Guiding theme of the ongoing reformation movement of the education system in Germany catalyzed by the OECD Programme for International Student Assessment is standardization. Educational standards are developed for all grades of school up to university level with a focus on the core subjects, reading, mathematics and scientific literacy [1]. Starting basis for the elaboration of standards are competence models, where competence is conceived according to Weinert [2] as "a roughly specialized system of abilities, proficiencies, or individual dispositions to learn something successfully, to do something successfully, or to reach a specific goal." As for computer science education, most of the existing approaches to competence models are of pragmatical nature, based on years of teaching experience. Although plausible and well thought out most of these models neither are concerted nor verified. This research work introduces a methodology of constructing a competence model from exercise characteristics by means of empirical statistical analysis. Exemplified by theoretical computer science in secondary education, it is exposed how hypotheses on the dimensional structure of a competence model are theoretically founded and empirically verified.
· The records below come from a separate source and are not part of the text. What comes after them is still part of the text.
//! # Compound Parser Module
//!
//! ## Aim
//! Parses the textual notation of one chemical compound - element symbols with
//! subscript counts, parenthesized sub-groups, a leading multiplier and a superscript
//! ionic charge - into an exact composition record.
//!
//! ## Main Data Structures and Logic
//! - `ChemicalCompound`: parallel vectors of element symbols and exact counts, the net
//!   charge, the leading multiplier and the display symbol
//! - `FormulaScanner`: explicit scanner state (character buffer + cursor) passed to
//!   small parsing functions, one recursion level per parenthesized group
//! - subscripts are Unicode subscript digits or plain digits; the charge is written
//!   with superscript digits and must end with a superscript sign glyph
//!
//! ## Usage
//! ```rust, ignore
//! let compound = parse_compound("Fe2(SO4)3")?;
//! assert_eq!(compound.count_of("O"), Some(&BigRational::from_integer(12.into())));
//! ```
use log::debug;
use num_bigint::BigInt;
use num_rational::BigRational;
use serde::{Deserialize, Serialize};
use std::str::FromStr;
use thiserror::Error;

const SUBSCRIPT_DIGITS: &str = "₀₁₂₃₄₅₆₇₈₉";
const SUPERSCRIPT_DIGITS: &str = "⁰¹²³⁴⁵⁶⁷⁸⁹";
const SUPERSCRIPT_PLUS: char = '⁺';
const SUPERSCRIPT_MINUS: char = '⁻';

/// error types for compound and equation parsing
#[derive(Debug, Error, Clone, PartialEq, Eq)]
pub enum ParseError {
    #[error("Empty compound")]
    EmptyCompound,
    #[error("Invalid character '{character}' at position {position}")]
    InvalidCharacter { character: char, position: usize },
    #[error("Opening parenthesis without a matching closing parenthesis")]
    UnclosedGroup,
    #[error("Superscript needs to be ended with ⁺ or ⁻")]
    UnterminatedCharge,
    #[error("There should be exactly one reaction arrow in the equation")]
    InvalidArrowCount,
    #[error("Invalid leading coefficient '{0}'")]
    InvalidCoefficient(String),
    #[error("Invalid charge magnitude '{0}'")]
    InvalidCharge(String),
}

pub fn is_subscript(c: char) -> bool {
    SUBSCRIPT_DIGITS.contains(c) || c.is_ascii_digit()
}

pub fn is_superscript(c: char) -> bool {
    SUPERSCRIPT_DIGITS.contains(c) || c == SUPERSCRIPT_PLUS || c == SUPERSCRIPT_MINUS
}

/// Composition record of one compound: which elements it contains and how many of
/// each, its net ionic charge, its leading multiplier and its display symbol (the
/// compound text minus the leading multiplier). Element order is order of first
/// appearance in the formula.
#[derive(Debug, Clone, PartialEq, Serialize, Deserialize)]
pub struct ChemicalCompound {
    pub elements: Vec<String>,
    pub counts: Vec<BigRational>,
    pub charge: i32,
    pub coefficient: BigRational,
    pub symbol: String,
}

impl ChemicalCompound {
    pub fn new() -> Self {
        Self {
            elements: Vec::new(),
            counts: Vec::new(),
            charge: 0,
            coefficient: BigRational::from_integer(BigInt::from(1)),
            symbol: String::new(),
        }
    }

    pub fn count_of(&self, element: &str) -> Option<&BigRational> {
        self.elements
            .iter()
            .position(|e| e == element)
            .map(|i| &self.counts[i])
    }

    /// Adds a count to the accumulated count for an element, inserting the element if
    /// it is not present yet
    fn accumulate(&mut self, element: &str, count: BigRational) {
        match self.elements.iter().position(|e| e == element) {
            Some(i) => self.counts[i] += count,
            None => {
                self.elements.push(element.to_string());
                self.counts.push(count);
            }
        }
    }
}

impl Default for ChemicalCompound {
    fn default() -> Self {
        Self::new()
    }
}

/// Explicit scanner state for one compound: the character buffer and a cursor. Each
/// parsing function advances the cursor past what it consumed.
struct FormulaScanner {
    chars: Vec<char>,
    pos: usize,
}

impl FormulaScanner {
    fn new(text: &str) -> Self {
        Self {
            chars: text.chars().collect(),
            pos: 0,
        }
    }

    fn peek(&self) -> Option<char> {
        self.chars.get(self.pos).copied()
    }

    /// Consumes a run of plain digits with at most one '.' or ',' decimal separator
    /// and converts it to an exact rational
    fn parse_leading_coefficient(&mut self) -> Result<BigRational, ParseError> {
        let start = self.pos;
        while let Some(c) = self.peek() {
            if c.is_ascii_digit() || c == '.' || c == ',' {
                self.pos += 1;
            } else {
                break;
            }
        }
        let raw: String = self.chars[start..self.pos].iter().collect();
        rational_from_decimal(&raw)
    }

    /// Consumes an element symbol: one uppercase letter plus any following lowercase
    /// letters
    fn parse_element(&mut self) -> String {
        let mut element = String::new();
        element.push(self.chars[self.pos]);
        self.pos += 1;
        while let Some(c) = self.peek() {
            if c.is_ascii_lowercase() {
                element.push(c);
                self.pos += 1;
            } else {
                break;
            }
        }
        element
    }

    /// Consumes a subscript run (Unicode subscript digits or plain digits) as a count
    fn parse_subscript(&mut self) -> u32 {
        let mut value: u32 = 0;
        while let Some(c) = self.peek() {
            let digit = if let Some(i) = SUBSCRIPT_DIGITS.chars().position(|s| s == c) {
                i as u32
            } else if let Some(d) = c.to_digit(10) {
                d
            } else {
                break;
            };
            value = value * 10 + digit;
            self.pos += 1;
        }
        value
    }

    /// Consumes a superscript charge: optional superscript digits (absent digits mean
    /// magnitude 1) terminated by a mandatory superscript sign glyph
    fn parse_charge(&mut self) -> Result<i32, ParseError> {
        let mut raw = String::new();
        while let Some(c) = self.peek() {
            if let Some(i) = SUPERSCRIPT_DIGITS.chars().position(|s| s == c) {
                raw.push(char::from_digit(i as u32, 10).unwrap());
                self.pos += 1;
            } else {
                break;
            }
        }
        let magnitude: i32 = if raw.is_empty() {
            1
        } else {
            raw.parse()
                .map_err(|_| ParseError::InvalidCharge(raw.clone()))?
        };

        match self.peek() {
            Some(SUPERSCRIPT_PLUS) => {
                self.pos += 1;
                Ok(magnitude)
            }
            Some(SUPERSCRIPT_MINUS) => {
                self.pos += 1;
                Ok(-magnitude)
            }
            _ => Err(ParseError::UnterminatedCharge),
        }
    }

    /// Finds the index of the closing parenthesis matching the one at the cursor by
    /// scanning from the end of the input. Only well-formed, unambiguous nesting is
    /// supported; sibling groups at one nesting level are rejected downstream as
    /// invalid input.
    fn find_closing_from_end(&self) -> Result<usize, ParseError> {
        for i in (self.pos + 1..self.chars.len()).rev() {
            if self.chars[i] == ')' {
                return Ok(i);
            }
        }
        Err(ParseError::UnclosedGroup)
    }
}

fn rational_from_decimal(raw: &str) -> Result<BigRational, ParseError> {
    let normalized = raw.replace(',', ".");
    let (int_part, frac_part) = match normalized.split_once('.') {
        Some((i, f)) => (i, f),
        None => (normalized.as_str(), ""),
    };
    let digits = format!("{}{}", int_part, frac_part);
    let numerator =
        BigInt::from_str(&digits).map_err(|_| ParseError::InvalidCoefficient(raw.to_string()))?;
    let denominator = (0..frac_part.len()).fold(BigInt::from(1), |acc, _| acc * 10);
    Ok(BigRational::new(numerator, denominator))
}

/// Parses one compound (already stripped of inter-compound separators) into its
/// composition record.
///
/// A leading digit run (with optional decimal separator) is the compound's
/// multiplier; uppercase-led letter runs are element symbols with optional subscript
/// counts (default 1, and a literal zero subscript is a genuine zero contribution);
/// parenthesized groups are parsed recursively and merged with their multiplier
/// applied; a superscript run sets the net charge and must end with ⁺ or ⁻.
pub fn parse_compound(input: &str) -> Result<ChemicalCompound, ParseError> {
    if input.is_empty() {
        return Err(ParseError::EmptyCompound);
    }
    debug!("parsing compound: {}", input);

    let mut scanner = FormulaScanner::new(input);
    let mut result = ChemicalCompound::new();

    if scanner.peek().is_some_and(|c| c.is_ascii_digit()) {
        result.coefficient = scanner.parse_leading_coefficient()?;
    }
    result.symbol = scanner.chars[scanner.pos..].iter().collect();
    if result.symbol.is_empty() {
        return Err(ParseError::EmptyCompound);
    }

    while let Some(c) = scanner.peek() {
        if c.is_ascii_uppercase() {
            let element = scanner.parse_element();
            let count = if scanner.peek().is_some_and(is_subscript) {
                scanner.parse_subscript()
            } else {
                1
            };
            result.accumulate(&element, BigRational::from_integer(BigInt::from(count)));
        } else if c == '(' {
            let closing = scanner.find_closing_from_end()?;
            let inner: String = scanner.chars[scanner.pos + 1..closing].iter().collect();
            let sub_compound = parse_compound(&inner)?;
            scanner.pos = closing + 1;

            let mut multiplier = sub_compound.coefficient.clone();
            if scanner.peek().is_some_and(is_subscript) {
                multiplier *= BigRational::from_integer(BigInt::from(scanner.parse_subscript()));
            }
            for (element, count) in sub_compound
                .elements
                .iter()
                .zip(sub_compound.counts.iter())
            {
                result.accumulate(element, multiplier.clone() * count.clone());
            }
        } else if is_superscript(c) {
            result.charge = scanner.parse_charge()?;
        } else {
            return Err(ParseError::InvalidCharacter {
                character: c,
                position: scanner.pos,
            });
        }
    }

    Ok(result)
}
The proceeding roughly breaks down into five steps. First step is the identification and classification of the characterizing attributes of task difficulty. "Characteristics" may be the closeness to the student?s realm of experience, the level of abstraction or complexity of the content, the level of formalization or redundancy of the task setting, or the level of cognitive process. Second step is the generation of hypotheses on the dimensional structure of a competence model, based on classification of the characteristics. For this purpose, the attributes are bundled to theoretically homogeneous groups according to criteria like "concerning the task setting, the curricular content or the learner activity". It is postulated that each competence dimension is composed of one group of characteristics, just as spectral colors are combined from primary colors. Step three is the implementation of an empirical study to gather empirical data on students? abilities along the characteristics. Step four is a statistical data analysis in order to verify the dimensional structure. Factor analysis appears to be an appropriate statistical technique for analyzing the correlations between the characteristics and bundle them to a small number of underlying dimensions, called factors. Since a factor shows, e.g., large correlation with the characteristic level of formalization and medium correlation with the characteristic redundancy of the task setting, it may be interpreted as their common factor, describing the portion of task difficulty emerging from the task setting. As step five it is proposed to cluster the competence profiles, referring to the factors. Typical competence profiles resulting from cluster analysis may be expressed in terms of characteristics to provide an individual competence diagnosis that is both meaningful and comprehensible. The following two examples are profiles of minimum and maximum competence level, to be fulfilled by every student (a) and to be attained only by high performing students (b) respectively: (a) The learners model a course of action close to their realm of experience (e.g., traffic lights) by using automata. If textually specified, algorithms are recalled and properly applied. (b) The learners model a problem beyond their experience (e.g., syntax check of arithmetic expressions) by using automata. Even if formally specified, problems are analyzed and appropriate algorithms are created.